Personal information
- Born: November 23, 1900 Haverhill, Massachusetts, U.S.
- Died: May 29, 1973 (aged 72) Essex Fells, New Jersey, U.S.
- Listed height: 5 ft 11 in (1.80 m)
- Listed weight: 192 lb (87 kg)

Career information
- High school: Haverhill
- College: Princeton (1922–1924)

Career history
- Brooklyn Horsemen (1926); Brooklyn Lions (1926); New York Giants (1927);

Awards and highlights
- NFL champion (1927);
- Stats at Pro Football Reference

= Red Howard =

American football player (1900–1973)

Albert Franklin "Red" Howard (November 23, 1900 – May 29, 1973) was an American football guard who played two seasons in the National Football League (NFL) with the Brooklyn Lions and New York Giants.
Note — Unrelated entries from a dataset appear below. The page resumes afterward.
pub mod catalog;
pub mod config;
pub mod conversation;
pub mod error;
pub mod eval;
pub mod manual;
pub mod matcher;
pub mod normalize;
pub mod retrieval;
pub mod run;
pub mod session;
pub mod storage;
pub mod tfidf;

pub use catalog::{Catalog, FaqEntry, FaqRecord};
pub use config::{
    CatalogConfig, Config, MatcherConfig, ALREADY_ASKED_MESSAGE, DEFAULT_CATALOG_DIR,
    DEFAULT_THRESHOLD, FALLBACK_MESSAGE,
};
pub use conversation::{Conversation, Role, Turn};
pub use error::{ConfigError, DataLoadError, Resource, StartupError};
pub use eval::{
    evaluate_cases, load_eval_cases, write_report_csv, CaseExpectation, EvalCase, EvalOutcome,
    EvalSummary,
};
pub use manual::{ManualOverrides, OverrideRule};
pub use matcher::{Matcher, Reply, ReplyKind, ReplySource};
pub use retrieval::{cosine_similarity, top_k, top_match};
pub use run::{
    EvaluationRun, MatcherSnapshot, RunError, RunStatus, RunSummary, StageTally,
    DEFAULT_REQUIRED_PASS_RATE,
};
pub use session::Session;
pub use storage::{read_csv_catalog, read_text_sequence, write_text_sequence};
pub use tfidf::TfidfVectorizer;
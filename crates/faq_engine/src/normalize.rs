/// Lowercases and trims. Used for override triggers and duplicate detection.
pub fn normalize(text: &str) -> String {
    text.trim().to_lowercase()
}

/// Splits lowercased text into runs of word characters, keeping runs of two
/// or more characters.
pub fn tokenize(text: &str) -> Vec<String> {
    text.to_lowercase()
        .split(|c: char| !(c.is_alphanumeric() || c == '_'))
        .filter(|t| t.chars().count() >= 2)
        .map(str::to_string)
        .collect()
}
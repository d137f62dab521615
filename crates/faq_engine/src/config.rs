use std::path::{Path, PathBuf};

use serde::Deserialize;

use crate::catalog::Catalog;
use crate::error::{ConfigError, StartupError};
use crate::manual::{ManualOverrides, OverrideRule};
use crate::matcher::Matcher;

pub const DEFAULT_THRESHOLD: f32 = 0.35;
pub const DEFAULT_CATALOG_DIR: &str = "data";

pub const ALREADY_ASKED_MESSAGE: &str =
    "⚠️ You already asked this question. Please check the chat history below.";
pub const FALLBACK_MESSAGE: &str = "❌ Sorry, I don't have an answer for that specific question. \
     Please try rephrasing or ask about admissions, programs, scholarships, hostels, or fee structure.";

#[derive(Debug, Clone, Default, Deserialize)]
#[serde(default)]
pub struct Config {
    pub catalog: CatalogConfig,
    pub matcher: MatcherConfig,
    /// `None` selects the built-in greeting table.
    pub overrides: Option<Vec<OverrideRule>>,
}

#[derive(Debug, Clone, Deserialize)]
#[serde(default)]
pub struct CatalogConfig {
    pub dir: PathBuf,
    pub questions: PathBuf,
    pub answers: PathBuf,
    pub intents: PathBuf,
    pub categories: PathBuf,
}

impl Default for CatalogConfig {
    fn default() -> Self {
        Self {
            dir: PathBuf::from(DEFAULT_CATALOG_DIR),
            questions: PathBuf::from("faq_questions.json"),
            answers: PathBuf::from("faq_answers.json"),
            intents: PathBuf::from("faq_intents.json"),
            categories: PathBuf::from("faq_categories.json"),
        }
    }
}

#[derive(Debug, Clone, Deserialize)]
#[serde(default)]
pub struct MatcherConfig {
    /// Minimum cosine similarity (inclusive) for a catalog answer.
    pub threshold: f32,
    pub sublinear_tf: bool,
    pub already_asked: String,
    pub fallback: String,
}

impl Default for MatcherConfig {
    fn default() -> Self {
        Self {
            threshold: DEFAULT_THRESHOLD,
            sublinear_tf: true,
            already_asked: ALREADY_ASKED_MESSAGE.to_string(),
            fallback: FALLBACK_MESSAGE.to_string(),
        }
    }
}

impl MatcherConfig {
    /// Every reply the matcher can produce must be non-empty, and an all-zero
    /// embedding must never clear the threshold.
    pub fn validate(&self) -> Result<(), ConfigError> {
        let t = self.threshold;
        if !(t > 0.0 && t <= 1.0) {
            return Err(ConfigError::Invalid(format!(
                "matcher.threshold must be in (0, 1], got {t}"
            )));
        }
        if self.fallback.trim().is_empty() {
            return Err(ConfigError::Invalid(
                "matcher.fallback must not be empty".to_string(),
            ));
        }
        if self.already_asked.trim().is_empty() {
            return Err(ConfigError::Invalid(
                "matcher.already_asked must not be empty".to_string(),
            ));
        }
        Ok(())
    }
}

impl Config {
    pub fn load(path: &Path) -> Result<Self, ConfigError> {
        let contents = std::fs::read_to_string(path).map_err(|source| ConfigError::Unreadable {
            path: path.to_path_buf(),
            source,
        })?;
        Self::from_toml_str(&contents)
    }

    pub fn from_toml_str(contents: &str) -> Result<Self, ConfigError> {
        let config: Config = toml::from_str(contents)?;
        config.validate()?;
        Ok(config)
    }

    pub fn validate(&self) -> Result<(), ConfigError> {
        self.matcher.validate()?;
        if let Some(rules) = &self.overrides {
            for (i, rule) in rules.iter().enumerate() {
                if rule.trigger.trim().is_empty() {
                    return Err(ConfigError::Invalid(format!("overrides[{i}]: empty trigger")));
                }
                if rule.response.trim().is_empty() {
                    return Err(ConfigError::Invalid(format!(
                        "overrides[{i}] ({}): empty response",
                        rule.trigger
                    )));
                }
            }
        }
        Ok(())
    }

    /// Validates, loads the catalog, fits the vector space and installs the
    /// override table.
    pub fn build_matcher(&self) -> Result<Matcher, StartupError> {
        self.validate()?;
        let catalog = Catalog::load(&self.catalog)?;
        let overrides = match &self.overrides {
            Some(rules) => ManualOverrides::new(rules.iter().cloned()),
            None => ManualOverrides::default(),
        };
        Ok(Matcher::with_config(catalog, &self.matcher, overrides)?)
    }
}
He was also a member of the Brooklyn Horsemen of the American Football League (AFL). Howard played college football for the Princeton Tigers.

==Amateur career==
Howard attended Haverhill High School in Haverhill, Massachusetts. He first enrolled at New Hampshire College of Agriculture and the Mechanic Arts (which became the University of New Hampshire in 1923) where he was captain of the freshman football team in 1919. He transferred to Princeton University in 1920, where he played for the varsity Tigers football team for the 1922 through 1924 seasons. He also played lacrosse at Princeton, and earned a B.S. degree there in 1925.

==Professional career==
Howard played in four games for the Brooklyn Horsemen of the American Football League in 1926. The Horsemen merged with the Brooklyn Lions of the National Football League on November 12, 1926, and he played in three games for the Lions during the 1926 NFL season.

Howard played in one game for the 1927 New York Giants.

==Personal life==
Howard served in the United States Navy from 1917 to 1919. In 1923, Howard's father captured a young Bengal tiger while in India on an expedition, and sent it to Princeton as a mascot. Howard was married in 1926.